▶ TASK BRIEF
From the line with "pub fn delete_settings(&self)" through the final line below, restate each line word for word and return nothing else.

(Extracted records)
....

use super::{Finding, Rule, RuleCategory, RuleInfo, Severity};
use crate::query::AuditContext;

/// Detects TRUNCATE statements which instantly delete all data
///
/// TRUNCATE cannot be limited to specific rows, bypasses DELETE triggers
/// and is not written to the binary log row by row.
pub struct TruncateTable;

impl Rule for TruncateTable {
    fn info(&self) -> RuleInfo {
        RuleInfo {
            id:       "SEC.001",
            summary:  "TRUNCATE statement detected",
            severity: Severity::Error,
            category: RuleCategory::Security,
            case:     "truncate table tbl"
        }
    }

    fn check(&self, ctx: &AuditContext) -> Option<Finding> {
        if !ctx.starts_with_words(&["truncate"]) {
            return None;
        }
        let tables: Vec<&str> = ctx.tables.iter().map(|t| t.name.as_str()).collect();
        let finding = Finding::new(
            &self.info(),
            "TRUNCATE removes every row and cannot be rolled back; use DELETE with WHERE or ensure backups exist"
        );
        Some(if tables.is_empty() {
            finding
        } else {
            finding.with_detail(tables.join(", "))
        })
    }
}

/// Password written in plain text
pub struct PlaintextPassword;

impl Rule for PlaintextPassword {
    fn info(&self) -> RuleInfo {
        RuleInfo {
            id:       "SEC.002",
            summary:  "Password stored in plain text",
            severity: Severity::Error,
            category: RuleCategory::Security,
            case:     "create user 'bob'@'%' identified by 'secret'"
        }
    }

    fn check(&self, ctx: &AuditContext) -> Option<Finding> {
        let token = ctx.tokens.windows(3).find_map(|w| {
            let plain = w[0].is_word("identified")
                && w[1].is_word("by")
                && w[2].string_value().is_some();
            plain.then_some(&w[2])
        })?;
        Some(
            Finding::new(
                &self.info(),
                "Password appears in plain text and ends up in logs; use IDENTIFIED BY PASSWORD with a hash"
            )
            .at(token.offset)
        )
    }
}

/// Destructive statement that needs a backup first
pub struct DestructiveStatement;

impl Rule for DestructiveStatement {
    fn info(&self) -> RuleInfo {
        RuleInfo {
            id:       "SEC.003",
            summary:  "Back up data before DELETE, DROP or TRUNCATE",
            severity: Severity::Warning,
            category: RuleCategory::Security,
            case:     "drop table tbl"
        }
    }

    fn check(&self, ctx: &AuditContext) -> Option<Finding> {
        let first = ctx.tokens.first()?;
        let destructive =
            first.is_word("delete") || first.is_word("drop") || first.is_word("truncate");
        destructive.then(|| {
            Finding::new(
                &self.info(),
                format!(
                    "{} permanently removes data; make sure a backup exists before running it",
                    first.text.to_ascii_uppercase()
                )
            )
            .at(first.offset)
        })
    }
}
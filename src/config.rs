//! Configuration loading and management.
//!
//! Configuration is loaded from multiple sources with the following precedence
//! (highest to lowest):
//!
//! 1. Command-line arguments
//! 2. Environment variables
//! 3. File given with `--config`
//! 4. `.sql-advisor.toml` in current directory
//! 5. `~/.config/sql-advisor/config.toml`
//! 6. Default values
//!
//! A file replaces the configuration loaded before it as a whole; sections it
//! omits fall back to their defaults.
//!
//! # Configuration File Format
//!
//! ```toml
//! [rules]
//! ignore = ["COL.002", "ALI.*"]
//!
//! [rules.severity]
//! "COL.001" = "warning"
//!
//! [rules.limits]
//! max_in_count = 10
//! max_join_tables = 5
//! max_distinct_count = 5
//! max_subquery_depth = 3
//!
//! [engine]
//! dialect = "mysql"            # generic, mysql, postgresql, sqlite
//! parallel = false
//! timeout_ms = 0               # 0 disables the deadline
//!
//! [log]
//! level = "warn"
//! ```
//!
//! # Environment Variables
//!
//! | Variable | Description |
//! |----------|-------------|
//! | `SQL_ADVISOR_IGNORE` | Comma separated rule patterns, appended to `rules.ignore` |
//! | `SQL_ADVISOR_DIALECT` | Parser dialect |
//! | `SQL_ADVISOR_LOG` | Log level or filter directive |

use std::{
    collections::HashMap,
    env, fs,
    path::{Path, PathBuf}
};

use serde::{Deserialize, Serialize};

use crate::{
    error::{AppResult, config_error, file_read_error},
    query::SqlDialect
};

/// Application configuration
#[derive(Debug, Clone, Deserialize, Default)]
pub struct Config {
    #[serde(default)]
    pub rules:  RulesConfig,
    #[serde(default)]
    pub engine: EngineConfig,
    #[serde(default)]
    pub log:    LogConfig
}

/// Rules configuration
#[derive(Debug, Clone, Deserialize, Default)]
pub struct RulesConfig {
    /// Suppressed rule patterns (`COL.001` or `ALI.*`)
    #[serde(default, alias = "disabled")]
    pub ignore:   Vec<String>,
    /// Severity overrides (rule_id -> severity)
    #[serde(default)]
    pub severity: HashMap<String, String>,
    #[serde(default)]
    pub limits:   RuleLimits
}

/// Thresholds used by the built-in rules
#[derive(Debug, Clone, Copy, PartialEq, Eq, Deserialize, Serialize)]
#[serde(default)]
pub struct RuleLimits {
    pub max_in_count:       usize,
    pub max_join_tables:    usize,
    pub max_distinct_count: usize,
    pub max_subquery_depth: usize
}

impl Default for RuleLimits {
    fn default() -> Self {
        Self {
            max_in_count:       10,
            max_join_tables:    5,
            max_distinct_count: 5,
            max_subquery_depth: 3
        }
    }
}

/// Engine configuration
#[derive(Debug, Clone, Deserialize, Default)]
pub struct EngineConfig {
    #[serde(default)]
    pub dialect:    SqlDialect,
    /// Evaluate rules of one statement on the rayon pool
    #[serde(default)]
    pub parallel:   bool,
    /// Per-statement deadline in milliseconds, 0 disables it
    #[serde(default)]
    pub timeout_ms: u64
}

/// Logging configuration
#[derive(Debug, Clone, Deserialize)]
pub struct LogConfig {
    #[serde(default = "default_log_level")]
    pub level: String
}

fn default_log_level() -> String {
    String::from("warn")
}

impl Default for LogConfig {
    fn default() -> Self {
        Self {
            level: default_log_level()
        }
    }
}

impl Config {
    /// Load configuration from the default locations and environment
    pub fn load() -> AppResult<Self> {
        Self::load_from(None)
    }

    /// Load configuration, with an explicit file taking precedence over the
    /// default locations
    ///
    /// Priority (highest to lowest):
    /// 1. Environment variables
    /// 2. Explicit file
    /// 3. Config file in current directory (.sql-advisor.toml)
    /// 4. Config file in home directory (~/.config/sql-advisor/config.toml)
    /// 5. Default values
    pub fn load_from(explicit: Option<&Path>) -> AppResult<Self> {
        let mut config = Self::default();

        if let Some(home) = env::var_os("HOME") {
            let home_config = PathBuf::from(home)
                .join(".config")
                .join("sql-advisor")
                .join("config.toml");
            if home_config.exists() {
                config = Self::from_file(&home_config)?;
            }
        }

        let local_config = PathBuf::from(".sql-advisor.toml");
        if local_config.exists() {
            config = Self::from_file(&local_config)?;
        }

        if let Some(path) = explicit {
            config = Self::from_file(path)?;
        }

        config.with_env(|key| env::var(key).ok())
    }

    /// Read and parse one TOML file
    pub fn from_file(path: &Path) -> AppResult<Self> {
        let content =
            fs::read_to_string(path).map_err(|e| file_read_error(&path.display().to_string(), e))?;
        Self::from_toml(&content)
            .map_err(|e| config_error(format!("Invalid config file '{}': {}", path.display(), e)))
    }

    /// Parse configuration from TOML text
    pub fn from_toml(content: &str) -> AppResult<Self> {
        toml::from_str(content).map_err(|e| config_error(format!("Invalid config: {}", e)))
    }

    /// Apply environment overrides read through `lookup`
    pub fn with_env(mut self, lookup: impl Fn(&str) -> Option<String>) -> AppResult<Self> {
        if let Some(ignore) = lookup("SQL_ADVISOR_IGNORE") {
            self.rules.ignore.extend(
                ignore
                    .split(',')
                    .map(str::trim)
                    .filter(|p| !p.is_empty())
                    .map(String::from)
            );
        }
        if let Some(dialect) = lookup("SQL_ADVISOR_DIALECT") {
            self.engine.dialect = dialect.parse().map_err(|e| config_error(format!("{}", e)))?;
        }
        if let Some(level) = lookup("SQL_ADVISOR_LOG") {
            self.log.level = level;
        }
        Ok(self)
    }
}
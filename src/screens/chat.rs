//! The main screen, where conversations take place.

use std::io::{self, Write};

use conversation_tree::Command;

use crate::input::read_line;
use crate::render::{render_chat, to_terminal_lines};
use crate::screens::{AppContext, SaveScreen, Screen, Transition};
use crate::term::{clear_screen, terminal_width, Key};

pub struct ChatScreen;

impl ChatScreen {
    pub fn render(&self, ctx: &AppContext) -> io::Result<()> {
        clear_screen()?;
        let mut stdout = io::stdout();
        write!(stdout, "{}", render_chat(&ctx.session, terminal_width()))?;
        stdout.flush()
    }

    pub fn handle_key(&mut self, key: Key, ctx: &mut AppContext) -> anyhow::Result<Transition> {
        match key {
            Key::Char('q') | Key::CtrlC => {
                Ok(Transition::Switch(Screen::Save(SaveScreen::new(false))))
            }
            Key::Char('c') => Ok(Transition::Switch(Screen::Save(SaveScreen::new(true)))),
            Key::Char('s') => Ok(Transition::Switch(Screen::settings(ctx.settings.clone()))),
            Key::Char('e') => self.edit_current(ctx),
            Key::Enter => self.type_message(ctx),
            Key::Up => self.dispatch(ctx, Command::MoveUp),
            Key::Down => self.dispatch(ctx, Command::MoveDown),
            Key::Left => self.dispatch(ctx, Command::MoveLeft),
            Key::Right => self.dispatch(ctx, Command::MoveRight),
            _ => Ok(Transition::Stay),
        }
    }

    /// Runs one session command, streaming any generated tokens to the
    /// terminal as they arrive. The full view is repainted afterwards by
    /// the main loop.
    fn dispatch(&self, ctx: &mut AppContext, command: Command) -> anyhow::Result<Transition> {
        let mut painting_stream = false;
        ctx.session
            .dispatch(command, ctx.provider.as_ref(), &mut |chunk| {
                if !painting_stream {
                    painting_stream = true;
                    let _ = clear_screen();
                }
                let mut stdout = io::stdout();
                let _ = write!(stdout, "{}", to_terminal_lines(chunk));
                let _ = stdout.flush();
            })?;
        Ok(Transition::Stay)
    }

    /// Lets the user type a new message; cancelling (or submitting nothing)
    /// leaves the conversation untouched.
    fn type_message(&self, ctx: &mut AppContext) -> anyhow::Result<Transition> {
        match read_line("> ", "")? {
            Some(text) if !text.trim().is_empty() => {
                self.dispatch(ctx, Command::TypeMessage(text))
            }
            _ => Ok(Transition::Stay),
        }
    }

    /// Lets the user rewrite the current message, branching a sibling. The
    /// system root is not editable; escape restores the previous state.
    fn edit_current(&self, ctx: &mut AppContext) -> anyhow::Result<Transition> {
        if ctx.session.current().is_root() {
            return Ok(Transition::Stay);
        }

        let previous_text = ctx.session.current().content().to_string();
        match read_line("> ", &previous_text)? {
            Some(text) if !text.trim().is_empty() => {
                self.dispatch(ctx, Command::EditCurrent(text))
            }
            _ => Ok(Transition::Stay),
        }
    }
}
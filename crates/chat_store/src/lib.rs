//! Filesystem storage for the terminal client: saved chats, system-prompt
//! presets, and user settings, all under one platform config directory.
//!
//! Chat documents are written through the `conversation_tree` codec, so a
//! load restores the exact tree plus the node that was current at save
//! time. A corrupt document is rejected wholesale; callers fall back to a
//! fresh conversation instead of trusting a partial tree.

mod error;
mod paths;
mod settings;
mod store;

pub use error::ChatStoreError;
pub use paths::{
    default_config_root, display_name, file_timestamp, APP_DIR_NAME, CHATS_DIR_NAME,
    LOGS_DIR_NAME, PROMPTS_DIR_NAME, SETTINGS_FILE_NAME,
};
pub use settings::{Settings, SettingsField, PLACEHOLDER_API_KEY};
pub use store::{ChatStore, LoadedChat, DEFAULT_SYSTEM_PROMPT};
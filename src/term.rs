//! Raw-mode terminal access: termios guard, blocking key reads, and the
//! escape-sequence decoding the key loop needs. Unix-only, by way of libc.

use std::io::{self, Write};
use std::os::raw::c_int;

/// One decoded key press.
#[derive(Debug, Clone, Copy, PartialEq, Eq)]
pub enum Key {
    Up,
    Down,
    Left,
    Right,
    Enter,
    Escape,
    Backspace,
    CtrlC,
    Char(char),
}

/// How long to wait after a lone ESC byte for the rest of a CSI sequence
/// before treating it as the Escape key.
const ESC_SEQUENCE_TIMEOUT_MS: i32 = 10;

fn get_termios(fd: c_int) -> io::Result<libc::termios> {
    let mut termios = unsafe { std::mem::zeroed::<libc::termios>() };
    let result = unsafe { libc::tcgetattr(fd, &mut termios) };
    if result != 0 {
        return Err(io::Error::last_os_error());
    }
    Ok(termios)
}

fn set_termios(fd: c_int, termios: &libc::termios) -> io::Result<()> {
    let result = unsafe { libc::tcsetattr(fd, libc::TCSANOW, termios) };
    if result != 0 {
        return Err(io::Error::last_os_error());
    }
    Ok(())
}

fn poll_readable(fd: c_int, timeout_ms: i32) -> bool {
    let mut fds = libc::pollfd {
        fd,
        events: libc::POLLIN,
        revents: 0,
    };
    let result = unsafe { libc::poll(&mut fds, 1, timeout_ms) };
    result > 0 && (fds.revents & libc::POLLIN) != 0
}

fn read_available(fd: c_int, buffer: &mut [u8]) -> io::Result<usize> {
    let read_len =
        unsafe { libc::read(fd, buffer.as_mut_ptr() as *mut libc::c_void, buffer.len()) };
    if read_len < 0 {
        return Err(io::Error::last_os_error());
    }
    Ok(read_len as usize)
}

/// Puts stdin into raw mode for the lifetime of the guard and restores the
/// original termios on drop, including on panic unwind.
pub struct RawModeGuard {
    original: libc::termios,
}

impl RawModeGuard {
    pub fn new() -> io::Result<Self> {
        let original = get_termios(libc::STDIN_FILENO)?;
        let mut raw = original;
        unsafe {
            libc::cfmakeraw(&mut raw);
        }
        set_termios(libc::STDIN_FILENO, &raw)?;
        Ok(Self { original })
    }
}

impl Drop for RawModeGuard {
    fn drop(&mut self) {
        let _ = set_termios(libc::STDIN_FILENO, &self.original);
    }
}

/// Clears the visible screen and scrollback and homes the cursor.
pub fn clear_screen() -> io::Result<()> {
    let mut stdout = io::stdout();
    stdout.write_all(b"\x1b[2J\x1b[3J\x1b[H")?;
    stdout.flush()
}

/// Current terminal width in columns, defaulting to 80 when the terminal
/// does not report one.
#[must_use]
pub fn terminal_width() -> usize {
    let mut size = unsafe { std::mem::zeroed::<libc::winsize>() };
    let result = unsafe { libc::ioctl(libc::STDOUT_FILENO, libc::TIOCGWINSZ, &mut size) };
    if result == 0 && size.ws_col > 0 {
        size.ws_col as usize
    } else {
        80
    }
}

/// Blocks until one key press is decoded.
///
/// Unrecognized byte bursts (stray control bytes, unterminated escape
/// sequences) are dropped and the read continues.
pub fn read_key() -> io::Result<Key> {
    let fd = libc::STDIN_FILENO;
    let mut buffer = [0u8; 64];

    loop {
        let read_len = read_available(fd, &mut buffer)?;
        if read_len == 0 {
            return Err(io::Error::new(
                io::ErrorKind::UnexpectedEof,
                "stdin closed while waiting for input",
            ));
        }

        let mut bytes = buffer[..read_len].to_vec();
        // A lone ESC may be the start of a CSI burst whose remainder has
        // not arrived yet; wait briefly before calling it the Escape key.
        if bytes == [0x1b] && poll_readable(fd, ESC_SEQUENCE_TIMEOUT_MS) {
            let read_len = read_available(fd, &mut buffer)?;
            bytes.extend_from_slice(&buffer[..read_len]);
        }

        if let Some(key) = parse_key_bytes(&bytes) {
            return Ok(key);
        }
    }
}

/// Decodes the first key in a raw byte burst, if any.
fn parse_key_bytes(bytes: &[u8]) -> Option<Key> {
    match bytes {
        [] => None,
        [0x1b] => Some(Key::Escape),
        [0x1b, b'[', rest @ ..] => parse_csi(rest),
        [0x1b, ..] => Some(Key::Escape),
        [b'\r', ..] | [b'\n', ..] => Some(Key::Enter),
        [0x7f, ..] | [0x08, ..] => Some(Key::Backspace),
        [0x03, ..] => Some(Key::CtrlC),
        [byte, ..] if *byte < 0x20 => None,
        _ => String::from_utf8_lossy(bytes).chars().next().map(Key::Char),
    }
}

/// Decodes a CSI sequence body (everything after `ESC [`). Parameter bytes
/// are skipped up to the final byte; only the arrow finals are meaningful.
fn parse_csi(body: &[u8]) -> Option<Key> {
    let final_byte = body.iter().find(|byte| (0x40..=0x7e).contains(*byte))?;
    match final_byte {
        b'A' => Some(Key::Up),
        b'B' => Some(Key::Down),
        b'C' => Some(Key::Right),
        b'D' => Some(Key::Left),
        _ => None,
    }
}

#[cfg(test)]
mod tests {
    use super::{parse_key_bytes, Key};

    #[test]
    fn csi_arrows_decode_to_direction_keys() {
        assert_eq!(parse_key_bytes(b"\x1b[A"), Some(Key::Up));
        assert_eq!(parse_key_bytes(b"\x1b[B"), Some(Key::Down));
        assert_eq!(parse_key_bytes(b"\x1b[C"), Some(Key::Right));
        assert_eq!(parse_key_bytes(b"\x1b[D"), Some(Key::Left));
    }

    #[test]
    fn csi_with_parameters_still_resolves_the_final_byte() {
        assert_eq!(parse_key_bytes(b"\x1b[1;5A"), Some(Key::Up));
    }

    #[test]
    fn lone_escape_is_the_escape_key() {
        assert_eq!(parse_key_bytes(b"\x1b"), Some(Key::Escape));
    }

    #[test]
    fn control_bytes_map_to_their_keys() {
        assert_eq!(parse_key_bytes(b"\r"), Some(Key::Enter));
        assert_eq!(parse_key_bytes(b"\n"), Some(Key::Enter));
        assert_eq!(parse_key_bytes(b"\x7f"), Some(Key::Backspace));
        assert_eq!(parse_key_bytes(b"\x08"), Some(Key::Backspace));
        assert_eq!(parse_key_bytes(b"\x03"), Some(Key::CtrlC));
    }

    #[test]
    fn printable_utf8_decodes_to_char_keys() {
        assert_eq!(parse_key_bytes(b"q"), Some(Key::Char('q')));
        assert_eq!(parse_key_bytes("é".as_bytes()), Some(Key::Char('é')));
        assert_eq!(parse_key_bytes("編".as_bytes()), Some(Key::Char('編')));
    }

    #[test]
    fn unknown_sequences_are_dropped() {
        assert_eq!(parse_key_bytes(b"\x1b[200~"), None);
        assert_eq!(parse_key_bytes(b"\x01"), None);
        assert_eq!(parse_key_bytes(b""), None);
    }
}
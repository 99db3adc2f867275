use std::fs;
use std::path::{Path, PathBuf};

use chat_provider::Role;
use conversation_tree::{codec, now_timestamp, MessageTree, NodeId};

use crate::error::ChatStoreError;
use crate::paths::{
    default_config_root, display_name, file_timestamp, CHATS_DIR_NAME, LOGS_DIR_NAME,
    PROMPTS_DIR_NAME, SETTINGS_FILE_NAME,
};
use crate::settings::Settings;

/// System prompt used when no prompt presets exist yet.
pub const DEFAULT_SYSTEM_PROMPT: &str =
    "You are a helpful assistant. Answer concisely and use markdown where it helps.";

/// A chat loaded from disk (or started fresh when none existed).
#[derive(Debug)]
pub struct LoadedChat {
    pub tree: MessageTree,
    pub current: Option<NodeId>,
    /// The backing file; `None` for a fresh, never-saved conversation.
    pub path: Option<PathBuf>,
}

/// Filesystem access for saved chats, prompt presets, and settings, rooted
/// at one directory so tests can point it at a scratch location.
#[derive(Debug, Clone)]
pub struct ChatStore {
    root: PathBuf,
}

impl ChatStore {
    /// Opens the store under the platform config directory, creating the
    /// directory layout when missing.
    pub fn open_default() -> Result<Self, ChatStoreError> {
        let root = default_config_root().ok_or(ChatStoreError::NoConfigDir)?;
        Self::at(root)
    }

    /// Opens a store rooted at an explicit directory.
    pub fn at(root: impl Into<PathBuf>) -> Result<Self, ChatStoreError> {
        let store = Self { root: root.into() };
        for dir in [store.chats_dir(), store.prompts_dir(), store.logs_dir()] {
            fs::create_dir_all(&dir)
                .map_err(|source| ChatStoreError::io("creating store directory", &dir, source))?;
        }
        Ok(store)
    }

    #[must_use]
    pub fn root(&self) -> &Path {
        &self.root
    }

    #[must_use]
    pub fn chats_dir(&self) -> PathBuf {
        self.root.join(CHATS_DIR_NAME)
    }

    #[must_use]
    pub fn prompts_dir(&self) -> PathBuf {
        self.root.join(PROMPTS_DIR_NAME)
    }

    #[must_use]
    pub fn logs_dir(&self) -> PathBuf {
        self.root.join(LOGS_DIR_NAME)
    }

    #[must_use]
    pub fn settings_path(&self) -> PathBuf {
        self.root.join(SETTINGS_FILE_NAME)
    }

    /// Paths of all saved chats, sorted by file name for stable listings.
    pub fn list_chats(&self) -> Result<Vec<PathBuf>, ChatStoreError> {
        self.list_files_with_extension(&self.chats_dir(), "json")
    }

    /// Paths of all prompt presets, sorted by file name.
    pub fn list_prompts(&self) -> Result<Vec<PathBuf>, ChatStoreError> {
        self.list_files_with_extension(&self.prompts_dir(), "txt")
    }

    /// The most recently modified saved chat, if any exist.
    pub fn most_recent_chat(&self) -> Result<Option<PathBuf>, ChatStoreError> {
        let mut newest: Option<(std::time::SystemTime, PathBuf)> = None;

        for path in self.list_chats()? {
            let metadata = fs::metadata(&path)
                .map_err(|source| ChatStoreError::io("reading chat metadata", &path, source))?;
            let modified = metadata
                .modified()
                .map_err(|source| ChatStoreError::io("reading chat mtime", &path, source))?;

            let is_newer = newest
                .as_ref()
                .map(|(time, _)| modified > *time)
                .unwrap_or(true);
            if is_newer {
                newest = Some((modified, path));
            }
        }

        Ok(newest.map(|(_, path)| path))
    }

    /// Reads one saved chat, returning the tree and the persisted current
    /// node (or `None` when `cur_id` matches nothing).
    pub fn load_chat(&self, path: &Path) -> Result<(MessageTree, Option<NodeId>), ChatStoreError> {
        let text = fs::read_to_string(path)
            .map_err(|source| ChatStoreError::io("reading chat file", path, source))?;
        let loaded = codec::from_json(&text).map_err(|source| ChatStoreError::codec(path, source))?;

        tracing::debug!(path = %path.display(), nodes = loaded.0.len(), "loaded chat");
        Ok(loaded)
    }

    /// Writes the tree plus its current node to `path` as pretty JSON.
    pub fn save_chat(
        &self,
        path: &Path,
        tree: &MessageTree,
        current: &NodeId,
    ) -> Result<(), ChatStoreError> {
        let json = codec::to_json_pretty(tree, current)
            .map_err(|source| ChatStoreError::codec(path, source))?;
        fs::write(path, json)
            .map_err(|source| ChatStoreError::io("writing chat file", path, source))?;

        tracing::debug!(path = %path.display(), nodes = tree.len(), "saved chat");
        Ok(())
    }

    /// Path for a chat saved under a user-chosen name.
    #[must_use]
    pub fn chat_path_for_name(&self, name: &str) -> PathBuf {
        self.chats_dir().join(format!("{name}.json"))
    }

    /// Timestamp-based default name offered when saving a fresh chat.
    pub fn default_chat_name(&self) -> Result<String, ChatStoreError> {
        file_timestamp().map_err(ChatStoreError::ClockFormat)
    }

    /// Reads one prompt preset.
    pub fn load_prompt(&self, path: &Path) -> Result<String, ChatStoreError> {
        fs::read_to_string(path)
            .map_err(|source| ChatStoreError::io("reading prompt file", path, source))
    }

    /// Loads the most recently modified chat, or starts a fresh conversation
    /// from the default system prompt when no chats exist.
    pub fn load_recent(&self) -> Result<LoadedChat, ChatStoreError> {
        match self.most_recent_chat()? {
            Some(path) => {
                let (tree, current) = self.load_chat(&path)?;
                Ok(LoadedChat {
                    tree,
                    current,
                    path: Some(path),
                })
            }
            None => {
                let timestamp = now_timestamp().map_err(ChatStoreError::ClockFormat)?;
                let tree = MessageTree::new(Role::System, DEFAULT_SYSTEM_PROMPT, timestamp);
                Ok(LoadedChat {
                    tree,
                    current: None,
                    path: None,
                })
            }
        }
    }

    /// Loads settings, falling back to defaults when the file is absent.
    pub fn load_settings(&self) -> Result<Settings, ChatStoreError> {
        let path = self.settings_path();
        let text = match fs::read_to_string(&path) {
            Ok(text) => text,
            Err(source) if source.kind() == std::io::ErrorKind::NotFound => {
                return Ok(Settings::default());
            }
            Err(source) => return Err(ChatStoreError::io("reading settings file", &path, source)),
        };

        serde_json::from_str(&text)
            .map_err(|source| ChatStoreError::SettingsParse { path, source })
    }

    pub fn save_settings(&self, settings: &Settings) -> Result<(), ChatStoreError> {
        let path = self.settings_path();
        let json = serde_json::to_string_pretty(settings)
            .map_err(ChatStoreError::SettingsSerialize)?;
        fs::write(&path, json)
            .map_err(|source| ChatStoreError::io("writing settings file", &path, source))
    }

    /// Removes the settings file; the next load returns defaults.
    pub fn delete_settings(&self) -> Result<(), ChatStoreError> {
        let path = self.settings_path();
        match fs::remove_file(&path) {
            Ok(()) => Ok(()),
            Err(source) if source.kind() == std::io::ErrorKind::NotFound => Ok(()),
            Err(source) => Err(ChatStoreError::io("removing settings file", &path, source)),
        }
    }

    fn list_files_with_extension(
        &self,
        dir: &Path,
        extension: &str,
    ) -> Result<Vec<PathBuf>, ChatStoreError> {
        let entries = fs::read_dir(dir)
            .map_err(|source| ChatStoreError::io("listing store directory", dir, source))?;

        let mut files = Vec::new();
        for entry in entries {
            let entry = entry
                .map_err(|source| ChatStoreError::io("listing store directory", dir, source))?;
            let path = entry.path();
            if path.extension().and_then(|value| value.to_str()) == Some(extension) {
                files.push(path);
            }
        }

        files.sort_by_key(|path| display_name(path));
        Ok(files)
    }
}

....

▶ ANSWER FOR THIS EXERCISE
    pub fn delete_settings(&self) -> Result<(), ChatStoreError> {
        let path = self.settings_path();
        match fs::remove_file(&path) {
            Ok(()) => Ok(()),
            Err(source) if source.kind() == std::io::ErrorKind::NotFound => Ok(()),
            Err(source) => Err(ChatStoreError::io("removing settings file", &path, source)),
        }
    }

    fn list_files_with_extension(
        &self,
        dir: &Path,
        extension: &str,
    ) -> Result<Vec<PathBuf>, ChatStoreError> {
        let entries = fs::read_dir(dir)
            .map_err(|source| ChatStoreError::io("listing store directory", dir, source))?;

        let mut files = Vec::new();
        for entry in entries {
            let entry = entry
                .map_err(|source| ChatStoreError::io("listing store directory", dir, source))?;
            let path = entry.path();
            if path.extension().and_then(|value| value.to_str()) == Some(extension) {
                files.push(path);
            }
        }

        files.sort_by_key(|path| display_name(path));
        Ok(files)
    }
}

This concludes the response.